Like most early computer gaming developers, Broderbund began as an Apple II-focused company and began expanding to other platforms as time went along. They released IBM PC ports of a few games very early on, however, it was not until after 1985 that Broderbund would seriously develop for PC compatibles. Due to its strong focus on education titles, it was one of a few developers to actively support the Apple IIGS in the late 1980s. Some of the more popular Broderbund titles were licensed to Western European and Japanese developers and ported to systems in those regions. During the 1990s, Brøderbund mostly concentrated on educational titles for PCs and Macintoshes with a few forays into RPGs and strategy games.

Broderbund published the Print Shop series of desktop publishing making programs; Family Tree Maker (a genealogy program supported by hundreds of CDs of public genealogy data); 3D Home Architect, a program for designing and visualizing family homes; and Banner Mania, a program for designing and printing multi-page banners. By the end of the 1980s, games represented only a few percent of Broderbund's annual sales, which by then were heavily focused in the productivity arena and early education and learning areas.

Just before being acquired by The Learning Company (formerly SoftKey), Broderbund spun off its Living Books series by forming a joint venture with Random House Publishing. Despite the success and quality of the Living Books series, the joint venture was only marginally successful and was dissolved with The Learning Company deal.

For a brief time, Broderbund was involved in the video game console market when it published a few games for the Nintendo Entertainment System (NES) through its New Ventures Division.

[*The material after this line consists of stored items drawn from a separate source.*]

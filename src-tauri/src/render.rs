//! Procedural tray icon rendering.
//!
//! Pure functions from a percentage to RGBA pixel data. No I/O and no state,
//! so the same input always yields byte-identical output.

use serde::{Deserialize, Serialize};

/// Raster sizes rendered for every icon update
pub const ICON_SIZES: [u32; 3] = [16, 32, 48];

/// Below this percentage the gauge is green
const YELLOW_THRESHOLD: f64 = 50.0;

/// Below this percentage (and at or above YELLOW_THRESHOLD) the gauge is yellow
const RED_THRESHOLD: f64 = 80.0;

pub type Rgba = [u8; 4];

const TRANSPARENT: Rgba = [0, 0, 0, 0];
const FRAME: Rgba = [0x4b, 0x55, 0x63, 0xff];
const TRACK: Rgba = [0x9c, 0xa3, 0xaf, 0x60];
const ERROR_GRAY: Rgba = [0x9c, 0xa3, 0xaf, 0xff];
const GLYPH: Rgba = [0xff, 0xff, 0xff, 0xff];

/// Threshold color for a usage percentage.
#[derive(Debug, Clone, Copy, PartialEq, Eq)]
pub enum UsageColor {
    Green,
    Yellow,
    Red,
}

impl UsageColor {
    /// NaN is treated as 0.
    pub fn for_percent(percent: f64) -> Self {
        let percent = if percent.is_nan() { 0.0 } else { percent };
        if percent < YELLOW_THRESHOLD {
            UsageColor::Green
        } else if percent < RED_THRESHOLD {
            UsageColor::Yellow
        } else {
            UsageColor::Red
        }
    }

    pub fn rgba(self) -> Rgba {
        match self {
            UsageColor::Green => [0x22, 0xc5, 0x5e, 0xff],
            UsageColor::Yellow => [0xea, 0xb3, 0x08, 0xff],
            UsageColor::Red => [0xef, 0x44, 0x44, 0xff],
        }
    }

    pub fn as_str(&self) -> &'static str {
        match self {
            UsageColor::Green => "green",
            UsageColor::Yellow => "yellow",
            UsageColor::Red => "red",
        }
    }
}

/// Gauge shape drawn in the tray.
#[derive(Debug, Clone, Copy, Default, PartialEq, Eq, Serialize, Deserialize)]
#[serde(rename_all = "lowercase")]
pub enum IconStyle {
    /// Framed horizontal fill bar
    #[default]
    Bar,
    /// Circular progress arc, clockwise from 12 o'clock
    Arc,
}

/// Square RGBA8 image, row-major.
#[derive(Debug, Clone, PartialEq, Eq)]
pub struct Bitmap {
    size: u32,
    rgba: Vec<u8>,
}

impl Bitmap {
    fn new(size: u32) -> Self {
        Self {
            size,
            rgba: vec![0; (size * size * 4) as usize],
        }
    }

    pub fn size(&self) -> u32 {
        self.size
    }

    pub fn rgba(&self) -> &[u8] {
        &self.rgba
    }

    pub fn pixel(&self, x: u32, y: u32) -> Rgba {
        let i = self.index(x, y);
        [
            self.rgba[i],
            self.rgba[i + 1],
            self.rgba[i + 2],
            self.rgba[i + 3],
        ]
    }

    fn index(&self, x: u32, y: u32) -> usize {
        ((y * self.size + x) * 4) as usize
    }

    fn put(&mut self, x: u32, y: u32, color: Rgba) {
        if x >= self.size || y >= self.size {
            return;
        }
        let i = self.index(x, y);
        self.rgba[i..i + 4].copy_from_slice(&color);
    }

    /// Fill `[x0, x1) x [y0, y1)`.
    fn fill_rect(&mut self, x0: u32, y0: u32, x1: u32, y1: u32, color: Rgba) {
        for y in y0..y1.min(self.size) {
            for x in x0..x1.min(self.size) {
                self.put(x, y, color);
            }
        }
    }

    /// Visit every pixel with its center offset from the image center.
    fn for_each_centered(&mut self, mut f: impl FnMut(f64, f64) -> Option<Rgba>) {
        let c = self.size as f64 / 2.0;
        for y in 0..self.size {
            for x in 0..self.size {
                let dx = x as f64 + 0.5 - c;
                let dy = y as f64 + 0.5 - c;
                if let Some(color) = f(dx, dy) {
                    self.put(x, y, color);
                }
            }
        }
    }
}

fn clamp_percent(percent: f64) -> f64 {
    if percent.is_nan() {
        0.0
    } else {
        percent.clamp(0.0, 100.0)
    }
}

/// Render the usage gauge for `percent` at `size` x `size` pixels.
pub fn render_usage_icon(percent: f64, size: u32, style: IconStyle) -> Bitmap {
    let color = UsageColor::for_percent(percent).rgba();
    let percent = clamp_percent(percent);
    match style {
        IconStyle::Bar => render_bar(percent, size, color),
        IconStyle::Arc => render_arc(percent, size, color),
    }
}

fn render_bar(percent: f64, size: u32, color: Rgba) -> Bitmap {
    let mut bmp = Bitmap::new(size);

    let margin = (size / 8).max(1);
    let stroke = (size / 16).max(1);
    let bar_height = size / 2;
    let top = (size - bar_height) / 2;
    let bottom = top + bar_height;
    let left = margin;
    let right = size.saturating_sub(margin);

    // Frame, then hollow it out
    bmp.fill_rect(left, top, right, bottom, FRAME);
    let inner_right = right.saturating_sub(stroke);
    let inner_bottom = bottom.saturating_sub(stroke);
    bmp.fill_rect(left + stroke, top + stroke, inner_right, inner_bottom, TRANSPARENT);
    for (x, y) in [
        (left, top),
        (right.saturating_sub(1), top),
        (left, bottom.saturating_sub(1)),
        (right.saturating_sub(1), bottom.saturating_sub(1)),
    ] {
        bmp.put(x, y, TRANSPARENT);
    }

    let inner_left = left + stroke;
    let inner_width = inner_right.saturating_sub(inner_left);
    let fill_width = ((inner_width as f64) * percent / 100.0).round() as u32;
    bmp.fill_rect(
        inner_left,
        top + stroke,
        inner_left + fill_width.min(inner_width),
        inner_bottom,
        color,
    );

    bmp
}

fn render_arc(percent: f64, size: u32, color: Rgba) -> Bitmap {
    let mut bmp = Bitmap::new(size);

    let outer = size as f64 / 2.0 - 0.5;
    let thickness = (size / 5).max(2) as f64;
    let inner = outer - thickness;
    let filled = percent / 100.0;

    bmp.for_each_centered(|dx, dy| {
        let d = dx.hypot(dy);
        if d > outer || d < inner {
            return None;
        }
        // 0 at 12 o'clock, increasing clockwise (y grows downward)
        let mut angle = dx.atan2(-dy);
        if angle < 0.0 {
            angle += std::f64::consts::TAU;
        }
        if angle / std::f64::consts::TAU < filled {
            Some(color)
        } else {
            Some(TRACK)
        }
    });

    bmp
}

/// Render the fixed gray exclamation glyph shown when usage is unavailable.
pub fn render_error_icon(size: u32) -> Bitmap {
    let mut bmp = Bitmap::new(size);

    let radius = size as f64 / 2.0 - 0.5;
    bmp.for_each_centered(|dx, dy| (dx.hypot(dy) <= radius).then_some(ERROR_GRAY));

    let width = (size / 8).max(2);
    let x0 = size.saturating_sub(width) / 2;
    bmp.fill_rect(x0, size * 3 / 16, x0 + width, size * 10 / 16, GLYPH);
    let dot_top = size * 12 / 16;
    bmp.fill_rect(x0, dot_top, x0 + width, dot_top + width, GLYPH);

    bmp
}

/// The same icon rendered at every size in `ICON_SIZES`, smallest first.
#[derive(Debug, Clone, PartialEq, Eq)]
pub struct IconSet {
    bitmaps: Vec<Bitmap>,
}

impl IconSet {
    pub fn usage(percent: f64, style: IconStyle) -> Self {
        Self {
            bitmaps: ICON_SIZES
                .iter()
                .map(|&size| render_usage_icon(percent, size, style))
                .collect(),
        }
    }

    pub fn error() -> Self {
        Self {
            bitmaps: ICON_SIZES.iter().map(|&size| render_error_icon(size)).collect(),
        }
    }

    pub fn bitmaps(&self) -> &[Bitmap] {
        &self.bitmaps
    }

    /// Smallest bitmap at least `size` wide, else the largest available.
    pub fn best_for(&self, size: u32) -> Option<&Bitmap> {
        self.bitmaps
            .iter()
            .find(|b| b.size() >= size)
            .or_else(|| self.bitmaps.last())
    }
}

#[cfg(test)]
mod tests {
    use super::*;

    #[test]
    fn color_thresholds() {
        assert_eq!(UsageColor::for_percent(0.0), UsageColor::Green);
        assert_eq!(UsageColor::for_percent(49.9), UsageColor::Green);
        assert_eq!(UsageColor::for_percent(50.0), UsageColor::Yellow);
        assert_eq!(UsageColor::for_percent(79.99), UsageColor::Yellow);
        assert_eq!(UsageColor::for_percent(80.0), UsageColor::Red);
        assert_eq!(UsageColor::for_percent(100.0), UsageColor::Red);
        assert_eq!(UsageColor::for_percent(140.0), UsageColor::Red);
        assert_eq!(UsageColor::for_percent(-5.0), UsageColor::Green);
        assert_eq!(UsageColor::for_percent(f64::NAN), UsageColor::Green);
    }

    #[test]
    fn bitmap_has_rgba_for_every_pixel() {
        for &size in &ICON_SIZES {
            let bmp = render_usage_icon(42.0, size, IconStyle::Bar);
            assert_eq!(bmp.size(), size);
            assert_eq!(bmp.rgba().len(), (size * size * 4) as usize);
        }
    }

    #[test]
    fn tiny_sizes_render_without_panicking() {
        for size in 0..8 {
            for style in [IconStyle::Bar, IconStyle::Arc] {
                for percent in [0.0, 50.0, 100.0] {
                    let bmp = render_usage_icon(percent, size, style);
                    assert_eq!(bmp.rgba().len(), (size * size * 4) as usize);
                }
            }
            assert_eq!(render_error_icon(size).size(), size);
        }
        assert!(render_usage_icon(50.0, 0, IconStyle::Bar).rgba().is_empty());
        assert!(render_error_icon(0).rgba().is_empty());
        assert_eq!(render_usage_icon(50.0, 1, IconStyle::Bar).rgba().len(), 4);
        assert_eq!(render_error_icon(1).rgba().len(), 4);
    }

    #[test]
    fn rendering_is_deterministic() {
        for style in [IconStyle::Bar, IconStyle::Arc] {
            for percent in [0.0, 33.3, 50.0, 87.5, 100.0] {
                let a = IconSet::usage(percent, style);
                let b = IconSet::usage(percent, style);
                assert_eq!(a, b);
            }
        }
        assert_eq!(render_error_icon(32).rgba(), render_error_icon(32).rgba());
    }

    #[test]
    fn bar_fill_is_proportional() {
        // size 32: frame x 4..28, y 8..24, stroke 2 -> inner x 6..26
        let bmp = render_usage_icon(50.0, 32, IconStyle::Bar);
        let yellow = UsageColor::Yellow.rgba();
        assert_eq!(bmp.pixel(6, 16), yellow);
        assert_eq!(bmp.pixel(15, 16), yellow);
        assert_eq!(bmp.pixel(16, 16), TRANSPARENT);
        assert_eq!(bmp.pixel(25, 16), TRANSPARENT);
        assert_eq!(bmp.pixel(4, 16), FRAME);
        assert_eq!(bmp.pixel(4, 8), TRANSPARENT);
        assert_eq!(bmp.pixel(0, 0), TRANSPARENT);
    }

    #[test]
    fn bar_empty_and_full() {
        let empty = render_usage_icon(0.0, 32, IconStyle::Bar);
        assert_eq!(empty.pixel(6, 16), TRANSPARENT);

        let full = render_usage_icon(100.0, 32, IconStyle::Bar);
        let red = UsageColor::Red.rgba();
        assert_eq!(full.pixel(6, 16), red);
        assert_eq!(full.pixel(25, 16), red);
        assert_eq!(full.pixel(26, 16), FRAME);
    }

    #[test]
    fn over_hundred_is_clamped() {
        assert_eq!(
            render_usage_icon(250.0, 16, IconStyle::Bar),
            render_usage_icon(100.0, 16, IconStyle::Bar)
        );
        assert_eq!(
            render_usage_icon(-10.0, 16, IconStyle::Arc),
            render_usage_icon(0.0, 16, IconStyle::Arc)
        );
    }

    #[test]
    fn arc_sweeps_clockwise_from_top() {
        // Pixel at 3 o'clock is ~25% around, 9 o'clock is ~75% around
        let three = (28, 16);
        let nine = (3, 16);

        let bmp = render_usage_icon(30.0, 32, IconStyle::Arc);
        assert_eq!(bmp.pixel(three.0, three.1), UsageColor::Green.rgba());
        assert_eq!(bmp.pixel(nine.0, nine.1), TRACK);

        let bmp = render_usage_icon(20.0, 32, IconStyle::Arc);
        assert_eq!(bmp.pixel(three.0, three.1), TRACK);

        let bmp = render_usage_icon(80.0, 32, IconStyle::Arc);
        assert_eq!(bmp.pixel(nine.0, nine.1), UsageColor::Red.rgba());

        // Hole in the middle and outside the ring stay transparent
        assert_eq!(bmp.pixel(16, 16), TRANSPARENT);
        assert_eq!(bmp.pixel(0, 0), TRANSPARENT);
    }

    #[test]
    fn error_icon_is_gray_disc_with_glyph() {
        let bmp = render_error_icon(16);
        assert_eq!(bmp.pixel(3, 8), ERROR_GRAY);
        assert_eq!(bmp.pixel(8, 5), GLYPH);
        assert_eq!(bmp.pixel(8, 12), GLYPH);
        assert_eq!(bmp.pixel(8, 11), ERROR_GRAY);
        assert_eq!(bmp.pixel(0, 0), TRANSPARENT);
    }

    #[test]
    fn icon_set_picks_best_size() {
        let set = IconSet::usage(10.0, IconStyle::Bar);
        assert_eq!(set.bitmaps().len(), ICON_SIZES.len());
        assert_eq!(set.best_for(16).map(Bitmap::size), Some(16));
        assert_eq!(set.best_for(22).map(Bitmap::size), Some(32));
        assert_eq!(set.best_for(32).map(Bitmap::size), Some(32));
        assert_eq!(set.best_for(128).map(Bitmap::size), Some(48));
    }

    #[test]
    fn icon_style_serde_names() {
        assert_eq!(serde_json::to_string(&IconStyle::Arc).unwrap(), "\"arc\"");
        let style: IconStyle = serde_json::from_str("\"bar\"").unwrap();
        assert_eq!(style, IconStyle::Bar);
    }
}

All of Broderbund's games for the NES, including the port of its own franchises Lode Runner, Spelunker, and Raid on Bungeling Bay, were developed by third-party Japanese companies. Broderbund published some titles that were produced by companies that didn't have a North American subsidiary, such as Irem's Deadly Towers, Compile's The Guardian Legend, Imagineer's The Battle of Olympus, and Legacy of the Wizard, the fourth installment in Nihon Falcom's Dragon Slayer series.

Broderbund also developed and marketed an ill-fated motion sensitive NES controller device called the U-Force, which was operated without direct physical contact between the player and the device. Broderbund also served as distributing agent of Irem's North American NES release of Sqoon, because Irem didn't yet have its own American operation. In 1990, Broderbund sold its New Ventures Division, including manufacturing equipment, inventory, and assets, to then-fledgling company THQ.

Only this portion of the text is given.